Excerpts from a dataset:
====
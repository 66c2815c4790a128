//! husk — a container image forensic analyzer.
//!
//! Given an image reference (or an already-exported archive), husk determines
//! — without running the image — whether it is rootless, shell-less, and
//! distroless. It selectively extracts only the handful of filesystem paths
//! the verdicts depend on, so cost stays bounded regardless of image size.

pub mod analyzer;
pub mod runtime;

pub use analyzer::{Analysis, AnalysisReport, Analyzer, AnalyzerConfig, TargetPaths, Thresholds};
pub use runtime::{CliRuntime, ImageHandle, ImageRuntime};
====
- _The problem_
Look above for the line with "rootless, shell-less, and", then copy it and each later line exactly, stopping at the last line of the records.

- _Solution for this exercise_
//! — without running the image — whether it is rootless, shell-less, and
//! distroless. It selectively extracts only the handful of filesystem paths
//! the verdicts depend on, so cost stays bounded regardless of image size.

pub mod analyzer;
pub mod runtime;

pub use analyzer::{Analysis, AnalysisReport, Analyzer, AnalyzerConfig, TargetPaths, Thresholds};
pub use runtime::{CliRuntime, ImageHandle, ImageRuntime};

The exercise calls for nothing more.